Bestselling author Craig Hickman had had enough of the secrets and cover-ups and lies and was determined to solve the mystery of his roots. A brilliant and inspirational vision of love and spirituality, Fumbling Toward Divinity: The Adoption Scriptures chronicles his quest for his birth heritage and the aftermath in a one-of-a-kind, ambitious, and stunning new memoir.

An estimated 7 million Americans are adopted. Depending on their age, many were adopted under the secrecy and shame of the closed adoption proceedings that ruled the day prior to the eighties. Unwanted pregnancies were covered up. Public and private agencies practically guaranteed young mothers and their families that they could go to their graves with their secrets intact.  No one would ever find out who they were, least of all the children they were giving away.  Adoptive parents got little, misleading, or no information about the circumstances surrounding their adopted child's birth.

Imagine growing up and having to witness your doctor mark large black X's through your medical file under the family history section because you have no idea what conditions or diseases run in your bloodline. Imagine living most of your life without ever seeing anyone who looked like you. Imagine that when you are finally old enough to get some information about where you came from, your file resembles a classified FBI document littered with long black streaks that render your born identity anonymous.

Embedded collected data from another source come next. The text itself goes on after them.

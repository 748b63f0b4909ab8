use ratatui::{
    layout::Alignment,
    style::{Color, Modifier, Style},
    text::{Line, Span},
    widgets::{Block, BorderType, Borders, Paragraph},
};

/// Creates the rounded container block, `style` already carrying class styles
pub fn create_dialog_block<'a>(style: Style) -> Block<'a> {
    Block::default()
        .borders(Borders::ALL)
        .border_type(BorderType::Rounded)
        .style(style)
}

/// Style for the close glyph on the container border
pub fn close_control_style(focused: bool) -> Style {
    let style = Style::default().fg(Color::Red).add_modifier(Modifier::BOLD);
    if focused {
        style.add_modifier(Modifier::REVERSED)
    } else {
        style
    }
}

/// Text painted for a `button` element
pub fn button_label(text: &str) -> String {
    format!("[ {} ]", text)
}

/// Instruction shortcut definition: (key, color, description)
pub type InstructionShortcut = (&'static str, Color, &'static str);

/// Creates a paragraph with color-coded instruction shortcuts
pub fn create_instructions_paragraph<'a>(instructions: &[InstructionShortcut]) -> Paragraph<'a> {
    let mut instruction_text = Vec::new();
    for (key, color, desc) in instructions {
        instruction_text.push(Span::styled(
            *key,
            Style::default().fg(*color).add_modifier(Modifier::BOLD),
        ));
        instruction_text.push(Span::styled(*desc, Style::default().fg(Color::Gray)));
    }

    Paragraph::new(Line::from(instruction_text)).alignment(Alignment::Center)
}

/// Common instruction shortcuts used by the host screen
pub mod shortcuts {
    use super::*;

    pub const SEPARATOR: InstructionShortcut = (" • ", Color::Gray, "");
    pub const NEW_EMPLOYEE: InstructionShortcut = ("n", Color::Green, " New employee");
    pub const SCROLL: InstructionShortcut = ("j/k", Color::Cyan, " Scroll");
    pub const QUIT: InstructionShortcut = ("q", Color::Red, " Quit");
    pub const ESC_CLOSE: InstructionShortcut = ("Esc", Color::Red, " Close dialog");
    pub const ENTER_CONFIRM: InstructionShortcut = ("Enter", Color::Green, " Activate");
}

In this gripping and intimate memoir, Craig Hickman heeds the signs of his life and journeys into uncharted waters. After five years of searching, he shows up unannounced on his birth mother's doorstep. Craig's parents and sister are supportive of his search, as is Job, the Dutchman with whom Craig has shared the last four years of his life. Jennifer, a devout Seventh-Day Adventist, happy that her son has found her, attempts to allay her guilt and shame for giving him up and tries to make up for lost time. After all, she believes her son loves men because she abandoned him at birth.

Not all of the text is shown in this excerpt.